One of our nursing treasures has been lost with the death of Catherine Logan (nee Wood) on July 19. When Catherine was presented with NZNO's Award of Honour in 2005 she commented that "Nursing means everything to me", and this was evident in her nursing life. In virtue ethics, the wise practitioner is recognised as a source of what is right, what is best, what is good. Catherine, RN, RM, MA, was such a wise practitioner, demonstrating practical wisdom, and most of us who knew her would have drawn on her knowledge, experience and sage advice many times. At her funeral on July 22, the Dean of Auckland Bishop Richard Randerson described her as a "woman of grace", reminding us that all she did was done with love, with charity, with humility, and with "the other" at the centre of her actions.

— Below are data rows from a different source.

//! Lowers a snapshot into draw calls for the rendering collaborator.

use wardkeep_core::render::{self, Color, Frame};
use wardkeep_core::types::Position;

use crate::constants::{BUILDING_SIZE, UNIT_SIZE};
use crate::enums::{PlayerId, ResourceKind, UnitKind};
use crate::state::GameStateSnapshot;

fn player_color(id: PlayerId) -> Color {
    match id {
        PlayerId::One => render::BLUE,
        PlayerId::Two => render::RED,
    }
}

pub fn frame(snap: &GameStateSnapshot) -> Frame {
    let mut frame = Frame::with_clear(render::BLACK);

    for node in &snap.nodes {
        if node.depleted {
            continue;
        }
        let color = match node.kind {
            ResourceKind::Minerals => render::GREEN,
            ResourceKind::Gas => render::YELLOW,
        };
        frame.rect(node.position, 32.0, 32.0, color);
    }

    for building in &snap.buildings {
        frame.rect(building.position, BUILDING_SIZE, BUILDING_SIZE, player_color(building.owner));
        let ratio = building.health.max(0) as f32 / building.max_health as f32;
        frame.health_bar(
            Position::new(building.position.x, building.position.y - 20.0),
            40.0,
            6.0,
            ratio,
            render::RED,
            render::GREEN,
        );
    }

    for unit in &snap.units {
        let color = player_color(unit.owner);
        match unit.kind {
            UnitKind::Worker | UnitKind::Probe => {
                frame.circle(unit.position, UNIT_SIZE / 2.0, color);
            }
            _ => frame.rect(unit.position, UNIT_SIZE, UNIT_SIZE, color),
        }
        let ratio = unit.health.max(0) as f32 / unit.max_health as f32;
        frame.health_bar(
            Position::new(unit.position.x, unit.position.y - 10.0),
            20.0,
            4.0,
            ratio,
            render::RED,
            render::GREEN,
        );
    }

    // Selection rings around the human player's chosen units.
    for unit in &snap.units {
        if snap.selection.contains(&unit.id) {
            frame.circle(unit.position, UNIT_SIZE / 2.0 + 2.0, render::WHITE);
        }
    }

    if let Some(human) = snap.players.iter().find(|p| p.id == PlayerId::One) {
        frame.label(
            format!(
                "Minerals: {} | Supply: {}/{}",
                human.minerals, human.supply_used, human.supply_max
            ),
            Position::new(10.0, 10.0),
            render::WHITE,
        );
    }
    if let Some(opponent) = snap.players.iter().find(|p| p.id == PlayerId::Two) {
        frame.label(
            format!("AI Minerals: {}", opponent.minerals),
            Position::new(10.0, 50.0),
            render::WHITE,
        );
    }

    frame
}
//! Events emitted by the simulation for UI and audio feedback.
//!
//! Drained into each tick's snapshot.

use serde::{Deserialize, Serialize};

use wardkeep_core::types::Position;

use crate::enums::RoundOutcome;

#[derive(Debug, Clone, PartialEq, Serialize, Deserialize)]
#[serde(tag = "type")]
pub enum GameEvent {
    /// A new endless-mode wave arrived.
    WaveSpawned { wave: u32, count: u32 },
    /// Build phase ended; the night's enemies spawned.
    NightFell { day: u32, count: u32 },
    /// Night cleared; gold paid out and the next build phase began.
    DayBroke { day: u32, payout: u32 },
    /// An enemy died to a projectile.
    EnemySlain { bounty: u32 },
    /// The king took damage.
    KingStruck { damage: i32, remaining: i32 },
    /// A tower was placed.
    TowerRaised { at: Position },
    /// The round ended.
    RoundEnded { outcome: RoundOutcome },
}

Born in 1946, Catherine trained at Middlemore Hospital in Auckland and later undertook midwifery training in England. She achieved both undergraduate and postgraduate degrees, and always recognised the importance of on-going education. She was passionate about quality, and had a life-long interest in standards, shown in her work with NZNA's/NZNO's Operating Theatre Nurses' Section (later Perioperative Nurses' College) and in her work related to hospital accreditation with Quality New Zealand.

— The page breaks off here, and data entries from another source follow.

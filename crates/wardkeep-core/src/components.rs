//! ECS components shared by both game engines.
//!
//! Components are plain data structs with no behavior. Game logic lives
//! in systems, not components.

use serde::{Deserialize, Serialize};

/// Hit points. Death is handled by removal, never by displaying a
/// negative value: systems that apply damage treat `current <= 0` as
/// dead and despawn the entity in the same pass.
#[derive(Debug, Clone, Copy, PartialEq, Eq, Serialize, Deserialize)]
pub struct Health {
    pub current: i32,
    pub max: i32,
}

/// Collision circle.
#[derive(Debug, Clone, Copy, Serialize, Deserialize)]
pub struct Body {
    pub radius: f32,
}

/// Cooldown-gated attack. `cooldown` counts down one per tick and the
/// actor may fire only at zero, resetting it to `delay`.
#[derive(Debug, Clone, Copy, Serialize, Deserialize)]
pub struct Weapon {
    pub cooldown: u32,
    pub delay: u32,
    pub damage: i32,
}

impl Health {
    /// Full health at the given maximum.
    pub fn full(max: i32) -> Self {
        Self { current: max, max }
    }

    /// Fraction of health remaining, clamped to 0..=1 for display.
    pub fn ratio(&self) -> f32 {
        (self.current.max(0) as f32 / self.max as f32).min(1.0)
    }
}

impl Weapon {
    /// A weapon that is ready to fire immediately.
    pub fn ready(delay: u32, damage: i32) -> Self {
        Self {
            cooldown: 0,
            delay,
            damage,
        }
    }
}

Catherine's commitment to perioperative nursing took her to national and international conferences, and included work on designing both postgraduate and orientation programmes for this field of nursing. She gained the respect and admiration of the multi-disciplinary teams with which she worked, at both Middlemore and Adventist Hospitals. She was the Auckland representative on the Perioperative Nurses' College national executive committee and latterly spent a productive time as editor of The Dissector, always looking for new copy. The day of Catherine's funeral, there was an Auckland meeting of the Perioperative Nurses' College which was cancelled to allow members to contribute to the celebration of her life.

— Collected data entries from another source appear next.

//! Snapshot system: queries the ECS world and builds a complete
//! GameStateSnapshot. Read-only — it never modifies the world.

use hecs::{Entity, World};

use wardkeep_core::components::Health;
use wardkeep_core::types::{Position, SimTime};

use crate::components::{Building, Order, Owner, ResourceNode, Unit};
use crate::events::GameEvent;
use crate::player::PlayerState;
use crate::state::*;

pub fn build_snapshot(
    world: &World,
    time: &SimTime,
    players: &[PlayerState; 2],
    selection: &[Entity],
    events: Vec<GameEvent>,
) -> GameStateSnapshot {
    GameStateSnapshot {
        time: *time,
        players: players.iter().map(build_player).collect(),
        units: build_units(world),
        buildings: build_buildings(world),
        nodes: build_nodes(world),
        selection: selection.iter().map(|e| e.to_bits().get()).collect(),
        events,
    }
}

fn build_player(player: &PlayerState) -> PlayerView {
    PlayerView {
        id: player.id,
        race: player.race,
        minerals: player.minerals,
        gas: player.gas,
        supply_used: player.supply_used,
        supply_max: player.supply_max,
    }
}

fn build_units(world: &World) -> Vec<UnitView> {
    let mut units: Vec<UnitView> = world
        .query::<(&Unit, &Owner, &Position, &Health, &Order)>()
        .iter()
        .map(|(entity, (unit, owner, pos, health, order))| UnitView {
            id: entity.to_bits().get(),
            owner: owner.0,
            kind: unit.kind,
            position: *pos,
            health: health.current,
            max_health: health.max,
            order: order.kind(),
        })
        .collect();
    units.sort_by_key(|u| u.id);
    units
}

fn build_buildings(world: &World) -> Vec<BuildingView> {
    let mut buildings: Vec<BuildingView> = world
        .query::<(&Building, &Owner, &Position, &Health)>()
        .iter()
        .map(|(entity, (building, owner, pos, health))| BuildingView {
            id: entity.to_bits().get(),
            owner: owner.0,
            kind: building.kind,
            position: *pos,
            health: health.current,
            max_health: health.max,
        })
        .collect();
    buildings.sort_by_key(|b| b.id);
    buildings
}

fn build_nodes(world: &World) -> Vec<NodeView> {
    let mut nodes: Vec<NodeView> = world
        .query::<(&ResourceNode, &Position)>()
        .iter()
        .map(|(entity, (node, pos))| NodeView {
            id: entity.to_bits().get(),
            kind: node.kind,
            position: *pos,
            amount: node.amount,
            depleted: node.depleted,
        })
        .collect();
    nodes.sort_by_key(|n| n.id);
    nodes
}
//! Raw input events delivered by the input collaborator.
//!
//! The platform layer polls all events accumulated since the last tick,
//! in order, and hands them to a per-game translator that turns them
//! into engine commands. The engines themselves never see raw input.

use serde::{Deserialize, Serialize};

use crate::types::Position;

/// Mouse buttons the games care about.
#[derive(Debug, Clone, Copy, PartialEq, Eq, Serialize, Deserialize)]
pub enum MouseButton {
    Left,
    Right,
}

/// Keys the games care about.
#[derive(Debug, Clone, Copy, PartialEq, Eq, Serialize, Deserialize)]
pub enum Key {
    /// Restart after a round ends.
    R,
    /// Place a building (skirmish).
    B,
    /// Train a unit (skirmish).
    T,
}

/// Modifier state captured alongside each mouse event.
#[derive(Debug, Clone, Copy, Default, PartialEq, Eq, Serialize, Deserialize)]
pub struct Modifiers {
    pub ctrl: bool,
}

/// A discrete input event.
#[derive(Debug, Clone, Copy, PartialEq, Serialize, Deserialize)]
#[serde(tag = "type")]
pub enum InputEvent {
    /// Window close requested.
    Quit,
    MouseDown {
        button: MouseButton,
        at: Position,
        modifiers: Modifiers,
    },
    MouseUp {
        button: MouseButton,
        at: Position,
        modifiers: Modifiers,
    },
    KeyDown {
        key: Key,
    },
}
//! Engine configuration.

use serde::{Deserialize, Serialize};

use wardkeep_core::types::Arena;

use crate::constants::*;
use crate::enums::{GameMode, GamePhase};

/// Configuration for starting a new simulation.
#[derive(Debug, Clone, Copy)]
pub struct SimConfig {
    /// RNG seed for determinism. Same seed = same simulation.
    pub seed: u64,
    pub mode: GameMode,
    pub arena: Arena,
}

impl Default for SimConfig {
    fn default() -> Self {
        Self {
            seed: 42,
            mode: GameMode::Endless,
            arena: Arena::new(ARENA_WIDTH, ARENA_HEIGHT),
        }
    }
}

impl SimConfig {
    pub fn endless(seed: u64) -> Self {
        Self {
            seed,
            mode: GameMode::Endless,
            ..Self::default()
        }
    }

    pub fn day_night(seed: u64) -> Self {
        Self {
            seed,
            mode: GameMode::DayNight,
            ..Self::default()
        }
    }
}

/// Per-variant tuning. Both games run the same combat core; this is
/// the whole difference between them.
#[derive(Debug, Clone, Copy, Serialize, Deserialize)]
pub struct Ruleset {
    pub mode: GameMode,
    /// Damage dealt by an enemy reaching the king.
    pub contact_damage: i32,
    /// Enemies per wave/day index.
    pub spawn_per_cycle: u32,
    pub starting_gold: u32,
    /// Phase a fresh round opens in.
    pub opening_phase: GamePhase,
}

impl Ruleset {
    pub fn for_mode(mode: GameMode) -> Self {
        match mode {
            GameMode::Endless => Self {
                mode,
                contact_damage: CONTACT_DAMAGE_ENDLESS,
                spawn_per_cycle: ENEMIES_PER_WAVE,
                starting_gold: 0,
                opening_phase: GamePhase::Defend,
            },
            GameMode::DayNight => Self {
                mode,
                contact_damage: CONTACT_DAMAGE_DAY_NIGHT,
                spawn_per_cycle: ENEMIES_PER_DAY,
                starting_gold: STARTING_GOLD,
                opening_phase: GamePhase::Build,
            },
        }
    }
}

The professional nursing organisation, NZNA, later NZNO, was important to Catherine. Her commitment was, as ever, thorough. She attended meetings, contributed views, participated in the writing of documents such as the Code of Ethics, served as chair of the professional advisory group, and was on the national executive/board of directors for eight years as the Greater Auckland representative. She served as NZNO vice-president from 2001-2004. She supported many presidents, delegates and ordinary members. This work led also to her involvement with the Nursing Education and Research Foundation (NERF), where she encouraged the trustees to focus on their primary purpose--fostering research and education. Catherine's association with NERF goes back to its 1968 inception. In the mid-1990s, she was a founder (NZNO) representative trustee on the board and served as an associate trustee from 2003 until her death. Her encyclopaedic knowledge related to nursing was legendary, and on the few occasions when she did not know something, she either knew who would, or where to find out. She was a foundation member of NZNO's research section. Catherine attended many international conferences and workshops, particularly related to perioperative nursing, held in such diverse cities as Madrid, Vancouver, Adelaide, Hawaii, Taiwan and Copenhagen. We were proud of our elegant colleague whose questions and gentle challenges reconnected us with nursing's purpose. Catherine's faith in nursing and its ability to be a force for good in the world was unwavering and brought us hope in the difficult times.

Catherine's other roles in life as wife, mother, sister, aunt and daughter were also highly valued by her family. She was caring, loving, supportive, endearing and with a ready sense of humour. As a friend, she had the capacity to make others feel they were indeed a special and important friend, witnessed by the extraordinary number of people at her funeral whose lives had been touched or shaped by Catherine's presence or interventions.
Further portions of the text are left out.